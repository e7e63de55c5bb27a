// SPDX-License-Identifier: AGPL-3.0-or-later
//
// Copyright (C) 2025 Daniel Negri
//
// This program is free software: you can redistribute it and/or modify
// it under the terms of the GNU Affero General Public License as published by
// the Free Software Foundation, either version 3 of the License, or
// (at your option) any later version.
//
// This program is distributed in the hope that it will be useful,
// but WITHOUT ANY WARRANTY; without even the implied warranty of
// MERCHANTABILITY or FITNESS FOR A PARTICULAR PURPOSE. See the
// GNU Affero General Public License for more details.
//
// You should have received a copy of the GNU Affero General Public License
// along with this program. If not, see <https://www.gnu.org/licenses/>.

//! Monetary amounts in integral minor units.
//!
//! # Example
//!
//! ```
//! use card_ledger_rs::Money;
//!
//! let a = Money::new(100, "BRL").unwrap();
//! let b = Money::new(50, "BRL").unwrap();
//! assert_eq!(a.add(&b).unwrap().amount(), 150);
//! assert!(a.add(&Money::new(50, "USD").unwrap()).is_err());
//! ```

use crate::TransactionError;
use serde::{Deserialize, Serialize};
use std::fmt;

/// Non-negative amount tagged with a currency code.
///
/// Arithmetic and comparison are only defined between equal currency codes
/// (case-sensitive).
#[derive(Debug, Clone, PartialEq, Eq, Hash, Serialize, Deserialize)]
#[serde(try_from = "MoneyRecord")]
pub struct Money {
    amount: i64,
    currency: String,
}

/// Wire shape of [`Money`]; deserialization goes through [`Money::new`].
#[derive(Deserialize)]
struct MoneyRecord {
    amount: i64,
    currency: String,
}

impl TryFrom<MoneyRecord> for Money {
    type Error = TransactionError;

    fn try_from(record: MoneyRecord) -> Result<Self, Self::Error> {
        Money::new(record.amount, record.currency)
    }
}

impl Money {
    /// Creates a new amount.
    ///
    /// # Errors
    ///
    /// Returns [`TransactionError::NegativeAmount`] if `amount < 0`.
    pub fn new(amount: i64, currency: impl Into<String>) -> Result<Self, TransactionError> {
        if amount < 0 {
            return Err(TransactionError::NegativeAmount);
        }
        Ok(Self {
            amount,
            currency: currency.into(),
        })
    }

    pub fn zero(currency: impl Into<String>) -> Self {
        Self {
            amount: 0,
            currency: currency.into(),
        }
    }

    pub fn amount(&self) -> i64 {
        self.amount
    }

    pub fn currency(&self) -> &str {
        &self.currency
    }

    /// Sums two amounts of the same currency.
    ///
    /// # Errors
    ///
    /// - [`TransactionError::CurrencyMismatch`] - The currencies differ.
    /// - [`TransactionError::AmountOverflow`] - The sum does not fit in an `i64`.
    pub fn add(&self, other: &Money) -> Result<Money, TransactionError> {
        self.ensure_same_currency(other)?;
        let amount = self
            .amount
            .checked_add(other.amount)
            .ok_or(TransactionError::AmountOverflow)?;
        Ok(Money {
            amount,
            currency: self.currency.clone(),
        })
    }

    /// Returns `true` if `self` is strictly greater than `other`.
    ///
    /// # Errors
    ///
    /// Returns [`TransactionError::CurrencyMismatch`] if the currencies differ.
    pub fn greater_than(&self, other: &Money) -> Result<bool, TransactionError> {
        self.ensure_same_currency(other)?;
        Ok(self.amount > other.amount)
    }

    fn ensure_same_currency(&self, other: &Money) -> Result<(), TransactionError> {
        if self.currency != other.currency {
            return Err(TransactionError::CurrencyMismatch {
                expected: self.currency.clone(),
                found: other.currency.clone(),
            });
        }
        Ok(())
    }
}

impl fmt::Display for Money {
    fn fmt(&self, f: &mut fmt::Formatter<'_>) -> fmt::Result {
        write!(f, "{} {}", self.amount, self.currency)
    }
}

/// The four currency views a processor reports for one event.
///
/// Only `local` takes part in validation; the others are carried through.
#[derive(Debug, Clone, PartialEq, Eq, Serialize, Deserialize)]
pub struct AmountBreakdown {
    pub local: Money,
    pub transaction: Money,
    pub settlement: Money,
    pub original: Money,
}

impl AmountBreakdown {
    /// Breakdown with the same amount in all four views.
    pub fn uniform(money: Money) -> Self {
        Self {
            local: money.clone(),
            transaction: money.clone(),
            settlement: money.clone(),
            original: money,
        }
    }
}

☆ ☆ ☆ ☆

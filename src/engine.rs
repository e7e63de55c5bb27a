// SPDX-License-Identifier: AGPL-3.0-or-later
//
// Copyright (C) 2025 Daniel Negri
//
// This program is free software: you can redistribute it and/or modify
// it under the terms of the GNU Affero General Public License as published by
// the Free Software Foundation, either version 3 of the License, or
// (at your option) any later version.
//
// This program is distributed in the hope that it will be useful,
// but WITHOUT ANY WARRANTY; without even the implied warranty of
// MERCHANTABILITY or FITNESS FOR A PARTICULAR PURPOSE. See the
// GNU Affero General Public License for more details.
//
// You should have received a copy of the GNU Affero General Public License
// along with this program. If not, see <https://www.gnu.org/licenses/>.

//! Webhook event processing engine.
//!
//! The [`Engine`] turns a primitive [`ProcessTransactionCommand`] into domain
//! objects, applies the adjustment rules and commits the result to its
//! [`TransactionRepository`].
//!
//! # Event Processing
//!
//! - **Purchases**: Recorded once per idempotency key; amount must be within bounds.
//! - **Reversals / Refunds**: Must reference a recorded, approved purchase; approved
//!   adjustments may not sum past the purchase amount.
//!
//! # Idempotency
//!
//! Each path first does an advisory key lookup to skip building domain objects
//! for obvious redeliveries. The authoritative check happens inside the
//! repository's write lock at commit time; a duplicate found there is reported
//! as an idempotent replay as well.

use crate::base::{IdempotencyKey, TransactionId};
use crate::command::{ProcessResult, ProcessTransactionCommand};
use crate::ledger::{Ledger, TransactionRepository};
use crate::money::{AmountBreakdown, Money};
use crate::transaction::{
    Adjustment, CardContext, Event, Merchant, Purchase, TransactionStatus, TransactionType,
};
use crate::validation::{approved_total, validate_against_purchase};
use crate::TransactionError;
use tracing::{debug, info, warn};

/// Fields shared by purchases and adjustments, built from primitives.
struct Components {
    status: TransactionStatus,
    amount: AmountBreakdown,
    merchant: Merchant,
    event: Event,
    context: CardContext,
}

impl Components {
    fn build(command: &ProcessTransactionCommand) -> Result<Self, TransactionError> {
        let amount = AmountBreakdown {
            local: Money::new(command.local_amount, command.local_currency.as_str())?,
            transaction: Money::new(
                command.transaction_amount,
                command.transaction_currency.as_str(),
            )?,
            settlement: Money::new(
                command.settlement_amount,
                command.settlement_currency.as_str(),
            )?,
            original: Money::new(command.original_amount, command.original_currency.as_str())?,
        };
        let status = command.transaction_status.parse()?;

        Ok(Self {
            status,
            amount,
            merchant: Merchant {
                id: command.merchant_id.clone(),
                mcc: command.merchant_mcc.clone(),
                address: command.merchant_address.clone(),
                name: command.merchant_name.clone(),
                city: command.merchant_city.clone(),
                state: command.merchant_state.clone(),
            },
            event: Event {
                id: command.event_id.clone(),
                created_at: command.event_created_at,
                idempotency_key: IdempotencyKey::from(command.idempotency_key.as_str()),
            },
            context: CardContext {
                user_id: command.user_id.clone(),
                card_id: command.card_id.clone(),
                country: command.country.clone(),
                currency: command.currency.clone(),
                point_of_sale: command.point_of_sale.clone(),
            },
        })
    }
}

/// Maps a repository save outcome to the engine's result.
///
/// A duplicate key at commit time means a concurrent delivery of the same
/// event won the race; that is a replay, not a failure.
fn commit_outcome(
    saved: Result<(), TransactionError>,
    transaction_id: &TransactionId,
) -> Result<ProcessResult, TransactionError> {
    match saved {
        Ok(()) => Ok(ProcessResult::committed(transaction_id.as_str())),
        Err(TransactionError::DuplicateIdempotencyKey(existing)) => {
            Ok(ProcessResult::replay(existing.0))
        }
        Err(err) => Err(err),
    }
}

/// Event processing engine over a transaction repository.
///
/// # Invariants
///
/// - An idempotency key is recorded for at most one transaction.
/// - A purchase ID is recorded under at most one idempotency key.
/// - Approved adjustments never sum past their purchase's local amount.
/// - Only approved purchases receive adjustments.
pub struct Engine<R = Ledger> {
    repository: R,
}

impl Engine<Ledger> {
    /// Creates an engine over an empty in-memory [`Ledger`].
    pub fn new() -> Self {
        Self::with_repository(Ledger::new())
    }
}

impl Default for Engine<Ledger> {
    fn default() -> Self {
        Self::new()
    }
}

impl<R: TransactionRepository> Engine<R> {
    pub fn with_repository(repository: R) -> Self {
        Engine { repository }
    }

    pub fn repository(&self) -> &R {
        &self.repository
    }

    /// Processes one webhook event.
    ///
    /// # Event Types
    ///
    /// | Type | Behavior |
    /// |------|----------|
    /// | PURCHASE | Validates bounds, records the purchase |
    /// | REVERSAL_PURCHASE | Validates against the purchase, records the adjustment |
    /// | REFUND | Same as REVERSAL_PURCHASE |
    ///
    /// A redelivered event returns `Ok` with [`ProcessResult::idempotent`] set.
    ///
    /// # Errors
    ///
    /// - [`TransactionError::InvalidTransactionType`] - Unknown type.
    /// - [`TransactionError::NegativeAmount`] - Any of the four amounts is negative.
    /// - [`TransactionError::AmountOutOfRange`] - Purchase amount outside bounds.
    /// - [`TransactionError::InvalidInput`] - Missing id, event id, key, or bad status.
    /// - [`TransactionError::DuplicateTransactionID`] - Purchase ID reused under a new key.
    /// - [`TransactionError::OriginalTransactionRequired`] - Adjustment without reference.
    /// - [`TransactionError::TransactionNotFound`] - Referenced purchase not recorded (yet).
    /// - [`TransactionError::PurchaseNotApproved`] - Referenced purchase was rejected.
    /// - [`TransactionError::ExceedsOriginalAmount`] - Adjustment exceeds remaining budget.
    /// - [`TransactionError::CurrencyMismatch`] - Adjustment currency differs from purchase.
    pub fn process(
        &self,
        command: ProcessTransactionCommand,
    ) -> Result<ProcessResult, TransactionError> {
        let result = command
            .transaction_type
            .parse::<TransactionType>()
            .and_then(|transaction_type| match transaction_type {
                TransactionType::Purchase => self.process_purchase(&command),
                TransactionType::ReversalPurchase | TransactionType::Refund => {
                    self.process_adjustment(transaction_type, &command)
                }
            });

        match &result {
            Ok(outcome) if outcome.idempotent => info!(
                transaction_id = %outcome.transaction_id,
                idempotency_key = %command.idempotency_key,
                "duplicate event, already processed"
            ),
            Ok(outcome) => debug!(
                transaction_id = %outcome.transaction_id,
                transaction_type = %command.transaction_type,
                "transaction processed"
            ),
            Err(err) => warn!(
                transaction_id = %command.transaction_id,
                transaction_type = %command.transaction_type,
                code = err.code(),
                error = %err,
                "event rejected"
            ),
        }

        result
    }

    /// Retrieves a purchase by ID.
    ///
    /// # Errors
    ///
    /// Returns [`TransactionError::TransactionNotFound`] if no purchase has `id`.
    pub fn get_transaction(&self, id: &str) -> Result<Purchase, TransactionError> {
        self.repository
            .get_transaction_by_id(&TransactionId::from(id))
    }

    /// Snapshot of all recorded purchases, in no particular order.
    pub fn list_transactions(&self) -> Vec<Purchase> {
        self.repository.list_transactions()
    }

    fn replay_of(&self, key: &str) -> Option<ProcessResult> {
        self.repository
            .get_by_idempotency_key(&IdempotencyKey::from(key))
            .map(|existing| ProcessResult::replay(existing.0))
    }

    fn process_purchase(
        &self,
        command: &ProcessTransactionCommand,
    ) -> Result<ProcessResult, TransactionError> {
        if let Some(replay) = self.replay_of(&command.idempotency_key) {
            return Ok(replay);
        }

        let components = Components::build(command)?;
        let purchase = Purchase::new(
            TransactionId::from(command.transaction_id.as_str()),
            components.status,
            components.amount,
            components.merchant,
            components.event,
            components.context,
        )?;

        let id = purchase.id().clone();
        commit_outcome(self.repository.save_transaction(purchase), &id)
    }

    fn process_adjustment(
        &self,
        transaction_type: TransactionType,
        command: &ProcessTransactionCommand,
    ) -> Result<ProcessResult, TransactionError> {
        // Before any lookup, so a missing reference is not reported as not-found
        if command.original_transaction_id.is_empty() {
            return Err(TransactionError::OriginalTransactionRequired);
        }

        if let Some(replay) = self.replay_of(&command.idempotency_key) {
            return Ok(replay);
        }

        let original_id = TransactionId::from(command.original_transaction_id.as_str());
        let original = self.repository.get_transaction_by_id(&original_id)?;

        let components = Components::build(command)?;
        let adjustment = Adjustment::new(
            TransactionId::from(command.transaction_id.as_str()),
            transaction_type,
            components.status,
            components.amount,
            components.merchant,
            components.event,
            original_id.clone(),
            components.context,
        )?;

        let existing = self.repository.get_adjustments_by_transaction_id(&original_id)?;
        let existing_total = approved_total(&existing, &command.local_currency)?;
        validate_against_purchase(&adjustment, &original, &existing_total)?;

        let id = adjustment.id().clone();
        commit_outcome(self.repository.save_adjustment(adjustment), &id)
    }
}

☆ ☆ ☆ ☆

◆ WHAT YOU NEED TO DO: Where a line above holds the string "AmountOverflow", show that line.

◆ WRITTEN RESPONSE:
    /// - [`TransactionError::AmountOverflow`] - The sum does not fit in an `i64`.
            .ok_or(TransactionError::AmountOverflow)?;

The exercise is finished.